Something told me to make a vegan pasta version of the spinach & artichoke dip. Yep, I did it. And also, it doesn’t taste vegan at all. For some strange reason, VioLife’s parmesan cheese tastes just like authentic parmesan cheese. I mean it is perfect. And it made this vegan spinach & artichoke pasta taste to die for. I am most certainly sure that you can fool any carnivore into thinking that this recipe isn’t vegan.
Due to the fact that I used yogurt in addition to the coconut milk, this pasta came out so creamy. However, you do not have to add in yogurt if you don’t want to. It’s completely optional. And if you’re going to use yogurt, I strongly suggest you to use a yogurt that does not have such a distinct taste. In other words, do not use your blueberry yogurt to this pasta.
In conclusion, I want to let you all know that yes… I used Banza’s Chickpea Penne for this recipe. You all should know by now that their pasta is my favorite because you literally cannot tell that it’s made from chickpeas. Also, it tastes amazing. So if you haven’t tried it yet, go ahead and do so. No, this post isn’t sponsored. I’m just a huge fan of their pasta!
How to make vegan spinach & artichoke pasta:
Well, for starters, you will need some type of vegan cheese. The BEST vegan parmesan cheese brand is VioLife. I don’t have any vegan mozzarella cheese in the house, so therefore I didn’t use any! You can make it the same way I did and then top with mozzarella cheese. I suggest you to use a good melting vegan mozzarella cheese and then place it under your boiler for a few minutes. This will taste amazing!

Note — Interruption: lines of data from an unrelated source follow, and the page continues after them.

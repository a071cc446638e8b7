//! Toolchain version lookup
//!
//! Maps the toolchain keys a specification may name to their install
//! location on the build nodes. The table is built once and shared read-only
//! by every compilation.

use serde::{Deserialize, Serialize};
use std::collections::BTreeMap;

/// Toolchains every node image ships with
pub const DEFAULT_TOOLCHAINS: &[(&str, &str)] = &[
    ("jdk1.6", "/usr/lib/jvm/java-1.6.0"),
    ("jdk1.7", "/usr/lib/jvm/java-1.7.0"),
    ("jdk1.8", "/usr/lib/jvm/java-1.8.0"),
];

/// Immutable toolchain key to install path table
#[derive(Debug, Clone, PartialEq, Eq, Serialize, Deserialize)]
#[serde(transparent)]
pub struct ToolchainTable {
    paths: BTreeMap<String, String>,
}

impl ToolchainTable {
    /// Creates a table from key/path pairs
    pub fn new<K, V>(entries: impl IntoIterator<Item = (K, V)>) -> Self
    where
        K: Into<String>,
        V: Into<String>,
    {
        Self {
            paths: entries
                .into_iter()
                .map(|(key, path)| (key.into(), path.into()))
                .collect(),
        }
    }

    /// Resolves a toolchain key to its install path
    #[must_use]
    pub fn resolve(&self, version: &str) -> Option<&str> {
        self.paths.get(version).map(String::as_str)
    }

    /// Returns true if the key is known
    #[must_use]
    pub fn contains(&self, version: &str) -> bool {
        self.paths.contains_key(version)
    }

    /// Iterates entries in key order
    pub fn iter(&self) -> impl Iterator<Item = (&str, &str)> {
        self.paths.iter().map(|(k, v)| (k.as_str(), v.as_str()))
    }

    /// Number of known toolchains
    #[must_use]
    pub fn len(&self) -> usize {
        self.paths.len()
    }

    /// Returns true if no toolchain is known
    #[must_use]
    pub fn is_empty(&self) -> bool {
        self.paths.is_empty()
    }
}

impl Default for ToolchainTable {
    fn default() -> Self {
        Self::new(DEFAULT_TOOLCHAINS.iter().copied())
    }
}
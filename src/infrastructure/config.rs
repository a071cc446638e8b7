//! Configuration management

use crate::pipeline::{DEFAULT_TOOLCHAINS, ToolchainTable};
use anyhow::{Context, Result};
use serde::{Deserialize, Serialize};
use std::collections::BTreeMap;
use std::fs;
use std::path::Path;

/// Application configuration
#[derive(Debug, Clone, PartialEq, Eq, Serialize, Deserialize)]
#[serde(default)]
pub struct Config {
    /// Credential the engine uses to clone repositories
    pub credential_id: String,
    /// Log level
    pub log_level: String,
    /// Toolchain key to install path table
    pub toolchains: BTreeMap<String, String>,
}

impl Default for Config {
    fn default() -> Self {
        Self {
            credential_id: String::new(),
            log_level: "info".to_string(),
            toolchains: DEFAULT_TOOLCHAINS
                .iter()
                .map(|(key, path)| ((*key).to_string(), (*path).to_string()))
                .collect(),
        }
    }
}

impl Config {
    /// Loads configuration from a YAML or JSON file
    ///
    /// Missing keys take their default values.
    ///
    /// # Errors
    ///
    /// Returns an error if the file cannot be read or parsed.
    pub fn load(path: &Path) -> Result<Self> {
        let content = fs::read_to_string(path)
            .with_context(|| format!("Failed to read config file: {}", path.display()))?;

        let config = match path.extension().and_then(|ext| ext.to_str()) {
            Some("json") => serde_json::from_str(&content)
                .with_context(|| format!("Failed to parse config file: {}", path.display()))?,
            _ => serde_yaml::from_str(&content)
                .with_context(|| format!("Failed to parse config file: {}", path.display()))?,
        };
        Ok(config)
    }

    /// Builds the toolchain table handed to the compiler
    #[must_use]
    pub fn toolchain_table(&self) -> ToolchainTable {
        ToolchainTable::new(self.toolchains.clone())
    }
}
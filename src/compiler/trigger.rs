//! Periodic trigger fragment

use super::job::escape_xml;
use super::templates;
use crate::pipeline::{PipelineSpec, TemplateError};

/// Renders the trigger fragment of the job document
///
/// An active trigger becomes a timer trigger on its strategy; a missing or
/// skipped trigger becomes the empty trigger list.
///
/// # Errors
///
/// Returns a [`TemplateError`] if the trigger template does not match its bindings.
pub fn assemble_triggers(spec: &PipelineSpec) -> Result<String, TemplateError> {
    match spec.active_trigger() {
        Some(strategy) => {
            let strategy = escape_xml(strategy);
            templates::TRIGGERS.render(&[("strategy", strategy.as_str())])
        }
        None => Ok(templates::EMPTY_TRIGGERS.to_string()),
    }
}
//! jobline - compile pipeline specifications into Jenkins job definitions
//!
//! ## Commands
//!
//! - `jobline compile` - Generate the job document for a specification
//! - `jobline validate` - Check a specification against the validation rules
//! - `jobline phases` - Print the default phase list of a specification
//! - `jobline toolchains` - List the configured toolchains
//! - `jobline completions` - Generate shell completions
//!
//! ## Quick Start
//!
//! ```bash
//! # Generate a job definition
//! jobline compile pipeline.json -o config.xml --phases-output phases.txt
//!
//! # Use a site configuration and credential
//! jobline --config jobline.yaml --credential-id git-ci compile pipeline.yaml
//!
//! # Generate shell completions
//! jobline completions bash > /etc/bash_completion.d/jobline
//! ```

use std::process::ExitCode;

mod cli;

fn main() -> ExitCode {
    match cli::run() {
        Ok(()) => ExitCode::SUCCESS,
        Err(e) => {
            eprintln!("Error: {e:#}");
            if std::env::var("JOBLINE_VERBOSE").is_ok() {
                eprintln!("{e:?}");
            }
            ExitCode::FAILURE
        }
    }
}
//! Decode-dispatch for untyped specifications
//!
//! Request bodies carry the project type as a string and the project
//! configuration as an untyped object. The type is resolved first and the
//! payload is then decoded into the matching [`ProjectConfig`] variant, so
//! the compiler only ever sees fully typed specifications.

use super::errors::DecodeError;
use super::spec::{
    GradleConfig, MavenConfig, PeriodTrigger, PipelineSpec, ProjectConfig, ProjectType,
    ScriptConfig, SourceRepo, Stage,
};
use serde::Deserialize;
use std::path::Path;

/// Serialization format of a specification document
#[derive(Debug, Clone, Copy, PartialEq, Eq, Default)]
pub enum SpecFormat {
    /// JSON document
    #[default]
    Json,
    /// YAML document
    Yaml,
}

impl SpecFormat {
    /// Picks the format from a file extension, defaulting to JSON
    #[must_use]
    pub fn from_path(path: &Path) -> Self {
        match path.extension().and_then(|ext| ext.to_str()) {
            Some("yaml" | "yml") => Self::Yaml,
            _ => Self::Json,
        }
    }
}

/// Specification as it arrives on the wire, before type dispatch
#[derive(Debug, Clone, Deserialize)]
pub struct RawPipelineSpec {
    /// Job name
    #[serde(default)]
    pub name: String,
    /// Node label
    #[serde(default)]
    pub node_label: String,
    /// Toolchain key
    #[serde(default)]
    pub jdk: String,
    /// Source repository
    #[serde(default)]
    pub repo: Option<SourceRepo>,
    /// Periodic trigger
    #[serde(default)]
    pub period_trigger: Option<PeriodTrigger>,
    /// Project type, still unparsed
    #[serde(rename = "type", default)]
    pub project_type: String,
    /// Project payload, still untyped
    #[serde(default)]
    pub project: serde_json::Value,
    /// Selected stages
    #[serde(default)]
    pub stages: Vec<Stage>,
}

impl TryFrom<RawPipelineSpec> for PipelineSpec {
    type Error = DecodeError;

    fn try_from(raw: RawPipelineSpec) -> Result<Self, Self::Error> {
        let project_type: ProjectType = raw
            .project_type
            .parse()
            .map_err(DecodeError::UnsupportedProjectType)?;
        let project = decode_project(project_type, raw.project)?;

        Ok(Self {
            name: raw.name,
            node_label: raw.node_label,
            toolchain: raw.jdk,
            repo: raw.repo,
            period_trigger: raw.period_trigger,
            project_type,
            project,
            stages: raw.stages,
        })
    }
}

/// Decodes a project payload into the variant matching `project_type`
///
/// # Errors
///
/// Returns [`DecodeError::Project`] when the payload does not have the shape
/// of the project type's configuration.
pub fn decode_project(
    project_type: ProjectType,
    payload: serde_json::Value,
) -> Result<ProjectConfig, DecodeError> {
    let payload = match payload {
        serde_json::Value::Null => serde_json::Value::Object(serde_json::Map::new()),
        other => other,
    };
    let wrap = |source| DecodeError::Project {
        project_type: project_type.to_string(),
        source,
    };

    match project_type {
        ProjectType::Maven => serde_json::from_value::<MavenConfig>(payload)
            .map(ProjectConfig::Maven)
            .map_err(wrap),
        ProjectType::Gradle => serde_json::from_value::<GradleConfig>(payload)
            .map(ProjectConfig::Gradle)
            .map_err(wrap),
        ProjectType::Shell | ProjectType::Batch => serde_json::from_value::<ScriptConfig>(payload)
            .map(ProjectConfig::Script)
            .map_err(wrap),
    }
}

/// Decodes a specification in the given format
///
/// # Errors
///
/// Returns a [`DecodeError`] if the document is malformed, names an unknown
/// project type, or carries a project payload of the wrong shape.
pub fn decode_spec(source: &str, format: SpecFormat) -> Result<PipelineSpec, DecodeError> {
    let raw: RawPipelineSpec = match format {
        SpecFormat::Json => serde_json::from_str(source)?,
        SpecFormat::Yaml => serde_yaml::from_str(source)?,
    };
    PipelineSpec::try_from(raw)
}
//! Specification validation
//!
//! The gate in front of generation. Rules are checked in a fixed order and
//! the first violation is logged and returned; nothing else is collected.

use super::errors::ValidationError;
use super::spec::{PipelineSpec, ProjectConfig, ProjectType};
use super::toolchain::ToolchainTable;
use tracing::error;

/// Validation result type
pub type ValidationResult<T = ()> = Result<T, ValidationError>;

/// Checks specifications against a toolchain table
#[derive(Debug, Clone, Copy)]
pub struct Validator<'a> {
    toolchains: &'a ToolchainTable,
}

impl<'a> Validator<'a> {
    /// Creates a validator resolving toolchains through `toolchains`
    #[must_use]
    pub fn new(toolchains: &'a ToolchainTable) -> Self {
        Self { toolchains }
    }

    /// Returns true if the specification passes every rule
    #[must_use]
    pub fn is_valid(&self, spec: &PipelineSpec) -> bool {
        self.validate(spec).is_ok()
    }

    /// Validates the specification, stopping at the first violated rule
    ///
    /// # Errors
    ///
    /// Returns the [`ValidationError`] of the first failing rule.
    pub fn validate(&self, spec: &PipelineSpec) -> ValidationResult {
        self.check(spec).inspect_err(|err| {
            error!(pipeline = %spec.name, "{err}");
        })
    }

    fn check(&self, spec: &PipelineSpec) -> ValidationResult {
        if !self.toolchains.contains(&spec.toolchain) {
            return Err(ValidationError::UnknownToolchain {
                version: spec.toolchain.clone(),
            });
        }

        // TODO: check the strategy against the engine's cron dialect
        if let Some(trigger) = &spec.period_trigger {
            if !trigger.skipped && trigger.strategy.trim().is_empty() {
                return Err(ValidationError::EmptyTriggerStrategy);
            }
        }

        let repo = spec.repo.as_ref().ok_or(ValidationError::MissingRepo)?;
        if repo.repo_path.is_empty() {
            return Err(ValidationError::EmptyRepoField { field: "path" });
        }
        if repo.branch.is_empty() {
            return Err(ValidationError::EmptyRepoField { field: "branch" });
        }

        check_project(spec)
    }
}

fn check_project(spec: &PipelineSpec) -> ValidationResult {
    if !spec.project.fits(spec.project_type) {
        return Err(ValidationError::ProjectMismatch {
            project_type: spec.project_type.to_string(),
            config: spec.project.kind(),
        });
    }

    match (&spec.project, spec.project_type) {
        (ProjectConfig::Script(script), ProjectType::Shell | ProjectType::Batch) => {
            if script.compile.is_none() {
                return Err(ValidationError::MissingScriptCommand { stage: "compile" });
            }
            if script.build.is_none() {
                return Err(ValidationError::MissingScriptCommand { stage: "build" });
            }
            Ok(())
        }
        (ProjectConfig::Maven(maven), _) if maven.root_pom.is_empty() => {
            Err(ValidationError::EmptyRootPom)
        }
        _ => Ok(()),
    }
}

While you can use fresh artichokes and go through the whole process if you choose to do so. I chose not to go through all of that and used my frozen artichoke hearts. Or, if you’re extra lazy then you can use the jarred frozen artichokes. Although, if you use them then I suggest you to rinse them with water or buy the ones that aren’t loaded with sodium.
Lastly, I want to mention that the best milk to use for this recipe is coconut milk. I am more than sure that using almond milk (unsweetened of course), cashew milk, or any other nut milk will taste delicious – but, it won’t be as delicious as this one made with coconut milk. I’m not sure why, but the seasoning just taste so “alive” mixed in with the coconut milk. I don’t even know what word to use other than alive, for some reason that is the first word I thought of. Haha.
Want more recipes?
- Roasted Garlic Tomato Pasta
- Black Truffle Alfredo Pasta
- Creamy Goat Cheese Pasta
- Creamy Vegetable Radiatore
Vegan Spinach & Artichoke Pasta
- 6 oz Chickpea Penne
- 1 cup Reduced Fat Coconut Milk
- 2 tbsp Vegan Yogurt (make sure it is flavorless, do not add in any “fruity” yogurt)
- 1 tbsp Earth Balance Butter
- 1 tbsp All Purpose Flour
- 1/2 cup VioLife Vegan Parmesan Cheese Wedge, shredded
- 2 cups Baby Spinach
- 1 cup Frozen Artichoke Hearts
- 1 tsp Za’atar (or italian seasoning or herbs de provence)
- 1 tsp Garlic Salt
- 1/2 tsp Black Pepper
- 1 tsp Garlic Powder
- 1/4 tsp Smoked Paprika
- Start by boiling the pasta according to instructions. Drain the pasta after it’s done cooking, rinse the pasta, and then place into a colander and allow to sit while preparing the sauce.
- Cook the frozen artichoke hearts according to instructions. Since I am using the Trader Joe’s frozen artichoke hearts, I rinsed them for 1 minute inside of a colander and then microwaved them with 2 tbsp of water for 3 minutes. Remove from microwave and allow to cool.
- Heat a non-stick skillet over medium high heat and add in 1 tbsp of butter. Allow the butter to foam for at least one minute and then add in the four. Whisk immediately. Continue to whisk until it forms a paste. Allow this to cook for 1 minute. Add in the coconut milk. Whisk until it begins to thicken, then add in the za’atar, garlic salt, black pepper, garlic powder, and smoked paprika. Continue to whisk and then add in the vegan parmesan cheese and yogurt. Start with a 1/2 cup of cheese, if that’s not enough cheese for you, then add more.
- Add in the pasta, spinach, and artichoke hearts. Mix until the sauce completely covers the pasta.
- Remove the pasta from heat and top with more shredded vegan parmesan cheese.
- Sauce too thick? Reserve pasta water (or use regular water) and use it to thin it out.
- The cheese measurement in this recipe isn’t exact since I did not measure it. I added in a lot of the vegan cheese, so this is merely an estimate. Add as much vegan parmesan as you desire. It will turn out good with too much of this, since the cheese isn’t as strong tasting as regular parmesan cheese.